Orbital characteristics
- Epoch 13 September 2023 (JD 2453300.5)
- Uncertainty parameter 0
- Observation arc: 219 yr
- Aphelion: 3.41 AU (510 million km)
- Perihelion: 2.13 AU (319 million km)
- Semi-major axis: 2.77 AU (414 million km)
- Eccentricity: 0.2302
- Orbital period (sidereal): 4.611 yr (1,684.0 d)
- Mean anomaly: 40.6
- Mean motion: 0° 12^{m} 46.8^{s} / day
- Inclination: 34.93° (34.43° to invariable plane)
- Longitude of ascending node: 172.9°
- Time of perihelion: 7 March 2023
- Argument of perihelion: 310.9°
- Earth MOID: 1.2 AU (180 million km)

Proper orbital elements
- Proper semi-major axis: 2.7709176 AU
- Proper eccentricity: 0.2812580
- Proper inclination: 33.1988686°
- Proper mean motion: 78.041654 deg / yr
- Proper orbital period: 4.61292 yr (1684.869 d)
- Precession of perihelion long.: −1.335344 arcsec / yr
- Precession of asc. node: −46.393342 arcsec / yr

Physical characteristics
- Dimensions: (568 km × 532 km × 448 km) ± 12 km 550 km × 516 km × 476 km
- Mean diameter: 511±4 km 513±6 km 512±6 km
- Flattening: 0.21
- Surface area: (8.3±0.2)×10^{5} km^{2}
- Volume: (7.06±0.3)×10^{7} km^{3}
- Mass: (2.04±0.03)×10^{20} kg (2.042±0.027)×10^{20} kg
- Mean density: 2.89±0.08 g/cm^{3} 2.92±0.08 g/cm^{3} 2.57±0.19 g/cm^{3}
- Equatorial surface gravity: ≈0.21 m/s^{2} (average) 0.021 g_{0}
- Equatorial escape velocity: 324 m/s
- Synodic rotation period: 7.8132 h
- Equatorial rotation velocity: 65 m/s
- Axial tilt: 84°±5°
- Pole ecliptic longitude: −16°±5°
- Pole ecliptic latitude: 30°±5°
- Geometric albedo: 0.155 0.159
- Spectral type: B
- Apparent magnitude: 6.49 to 10.65
- Absolute magnitude (H): 4.13
- Angular diameter: 0.629″ to 0.171″

= 2 Pallas =

Third-largest asteroid

Pallas (minor-planet designation: 2 Pallas) is the third-largest asteroid in the Solar System by volume and mass. It is the second asteroid to have been discovered, after Ceres, and is likely a remnant protoplanet. Like Ceres, it is believed to have a mineral composition similar to carbonaceous chondrite meteorites, though significantly less hydrated than Ceres. It is 79% the mass of Vesta and 22% the mass of Ceres, constituting an estimated 7% of the total mass of the asteroid belt. Its estimated volume is equivalent to a sphere 507 to 515 km in diameter, 90–95% the volume of Vesta.

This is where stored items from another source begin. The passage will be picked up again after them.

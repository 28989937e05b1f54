use futures::future::select_all;
use std::fmt;
use std::sync::atomic::{AtomicBool, Ordering};
use std::sync::Arc;
use tokio::sync::watch;

/// 一次性的拆除信号，支持层级取消
///
/// 父信号触发时所有子信号都视为已触发，反之不成立。
/// `fire()` 通过原子 swap 保证只有一个调用者真正执行触发。
#[derive(Clone)]
pub struct Teardown {
    node: Arc<Node>,
    parent: Option<Box<Teardown>>,
}

struct Node {
    fired: AtomicBool,
    tx: watch::Sender<bool>,
}

impl Teardown {
    pub fn new() -> Self {
        Self {
            node: Arc::new(Node {
                fired: AtomicBool::new(false),
                tx: watch::channel(false).0,
            }),
            parent: None,
        }
    }

    /// 派生一个子信号
    pub fn child(&self) -> Self {
        Self {
            parent: Some(Box::new(self.clone())),
            ..Self::new()
        }
    }

    /// 触发本节点；返回 true 表示这次调用完成了触发
    pub fn fire(&self) -> bool {
        if self.node.fired.swap(true, Ordering::AcqRel) {
            return false;
        }
        self.node.tx.send_replace(true);
        true
    }

    /// 本节点或任意祖先是否已触发
    pub fn is_fired(&self) -> bool {
        self.chain().any(|t| t.node.fired.load(Ordering::Acquire))
    }

    /// 等待本节点或任意祖先触发
    pub async fn fired(&self) {
        let waits = self.chain().map(|t| {
            let mut rx = t.node.tx.subscribe();
            Box::pin(async move {
                // 发送端由 Node 持有，和接收端同生命周期，不会关闭
                let _ = rx.wait_for(|fired| *fired).await;
            })
        });
        select_all(waits).await;
    }

    fn chain(&self) -> impl Iterator<Item = &Teardown> + '_ {
        std::iter::successors(Some(self), |t| t.parent.as_deref())
    }
}

impl Default for Teardown {
    fn default() -> Self {
        Self::new()
    }
}

impl fmt::Debug for Teardown {
    fn fmt(&self, f: &mut fmt::Formatter<'_>) -> fmt::Result {
        f.debug_struct("Teardown")
            .field("fired", &self.is_fired())
            .field("depth", &(self.chain().count() - 1))
            .finish()
    }
}

#[cfg(test)]
mod tests {
    use super::*;
    use std::time::Duration;

    #[tokio::test]
    async fn fires_exactly_once() {
        let signal = Teardown::new();
        let handles: Vec<_> = (0..16)
            .map(|_| {
                let s = signal.clone();
                tokio::spawn(async move { s.fire() })
            })
            .collect();

        let mut winners = 0;
        for h in handles {
            if h.await.unwrap() {
                winners += 1;
            }
        }
        assert_eq!(winners, 1);
        assert!(signal.is_fired());
    }

    #[tokio::test]
    async fn parent_cancels_children_only_downwards() {
        let root = Teardown::new();
        let child = root.child();
        let grandchild = child.child();

        grandchild.fire();
        assert!(!child.is_fired());
        assert!(!root.is_fired());

        let sibling = child.child();
        let waiter = tokio::spawn(async move { sibling.fired().await });
        root.fire();
        tokio::time::timeout(Duration::from_secs(1), waiter)
            .await
            .expect("child must observe its parent")
            .unwrap();
        assert!(child.is_fired());
    }

    #[tokio::test(start_paused = true)]
    async fn fired_resolves_immediately_when_already_fired() {
        let signal = Teardown::new();
        signal.fire();
        tokio::time::timeout(Duration::from_millis(1), signal.fired())
            .await
            .unwrap();

        let idle = Teardown::new();
        assert!(tokio::time::timeout(Duration::from_secs(5), idle.fired())
            .await
            .is_err());
    }
}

During the planetary formation era of the Solar System, objects grew in size through an accretion process to approximately the size of Pallas. Most of these protoplanets were incorporated into the growth of larger bodies, which became the planets, whereas others were ejected by the planets or destroyed in collisions with each other. Pallas, Vesta and Ceres appear to be the only intact bodies from this early stage of planetary formation to survive within the orbit of Neptune.

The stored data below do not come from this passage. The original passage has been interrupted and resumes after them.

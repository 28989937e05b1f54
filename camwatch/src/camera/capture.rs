use super::types::LiveFrame;
use crate::error::Error;
use crate::imgproc::{draw_timestamp, frame_to_bgr, TextRenderer};
use crate::sync::{Mailbox, Teardown};
use camwatch_core::source::CameraIdentity;
use camwatch_core::traits::Stream;
use chrono::Local;
use std::time::Duration;
use tracing::{debug, error, info, warn};

/// 连续读帧失败多少次后放弃设备
pub const MAX_READ_RETRIES: u32 = 5;

/// 两次重试之间的等待
pub const RETRY_BACKOFF: Duration = Duration::from_secs(1);

pub(crate) struct CaptureLoop {
    pub(crate) identity: CameraIdentity,
    pub(crate) frames: Mailbox<LiveFrame>,
    pub(crate) teardown: Teardown,
    pub(crate) released: Teardown,
    pub(crate) overlay: Option<TextRenderer>,
}

/// 任务退出 (包括 panic 展开) 时通知等待释放的一方
struct ReleaseGuard(Teardown);

impl Drop for ReleaseGuard {
    fn drop(&mut self) {
        self.0.fire();
    }
}

/// 每个相机一个的采集循环
///
/// 独占 `stream` (硬件句柄)，退出时停止并释放它，然后触发 teardown。
pub(crate) async fn run(mut stream: Box<dyn Stream>, ctx: CaptureLoop) {
    let _released = ReleaseGuard(ctx.released.clone());
    let camera = &ctx.identity;
    let mut failures = 0u32;
    let mut sequence = 0u64;

    info!(camera = %camera, "capture started");

    loop {
        // 1. 读一帧，同时响应 teardown
        let next = tokio::select! {
            biased;
            _ = ctx.teardown.fired() => break,
            next = stream.next_frame() => next
                .map_err(Error::from)
                .and_then(|frame| frame_to_bgr(&frame)),
        };

        match next {
            Ok(mut image) => {
                failures = 0;
                sequence += 1;

                // 2. 时间戳水印
                let now = Local::now();
                if let Some(renderer) = &ctx.overlay {
                    draw_timestamp(&mut image, renderer, &now);
                }

                // 3. 覆盖式投递，永远不阻塞
                ctx.frames.publish(LiveFrame::new(image, now, sequence));
            }
            Err(e) => {
                failures += 1;
                if failures >= MAX_READ_RETRIES {
                    error!(camera = %camera, attempts = failures, "giving up on camera: {}", e);
                    break;
                }

                warn!(camera = %camera, attempt = failures, "frame read failed, retrying in {:?}: {}", RETRY_BACKOFF, e);
                tokio::select! {
                    biased;
                    _ = ctx.teardown.fired() => break,
                    _ = tokio::time::sleep(RETRY_BACKOFF) => {}
                }
            }
        }
    }

    // 4. 释放硬件
    if let Err(e) = stream.stop().await {
        debug!(camera = %camera, "stream stop failed: {}", e);
    }
    drop(stream);

    ctx.teardown.fire();
    info!(camera = %camera, frames = sequence, "capture stopped");
}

When Pallas was discovered by the German astronomer Heinrich Wilhelm Matthias Olbers on 28 March 1802, it was considered to be a planet, as were other asteroids in the early 19th century. The discovery of many more asteroids after 1845 eventually led to the separate listing of "minor" planets from "major" planets, and the realization in the 1950s that such small bodies did not form in the same way as (other) planets led to the gradual abandonment of the term "minor planet" in favor of "asteroid" (or, for larger bodies such as Pallas, "planetoid").

With an orbital inclination of 34.8°, Pallas's orbit is unusually highly inclined to the plane of the asteroid belt, making Pallas relatively inaccessible to spacecraft, and its orbital eccentricity is nearly as large as that of Pluto.

The high inclination of the orbit of Pallas results in the possibility of close conjunctions to stars that other solar objects always pass at great angular distance. This resulted in Pallas passing Sirius on 9 October 2022, only 8.5 arcminutes southwards, while no planet can get closer than 30 degrees to Sirius.

== History ==

Size comparison: the first 10 asteroids profiled against the Moon. Pallas is number two.

=== Discovery ===
On the night of 5 April 1779, Charles Messier recorded Pallas on a star chart he used to track the path of a comet, now known as C/1779 A1 (Bode), that he observed in the spring of 1779, but apparently assumed it was nothing more than a star.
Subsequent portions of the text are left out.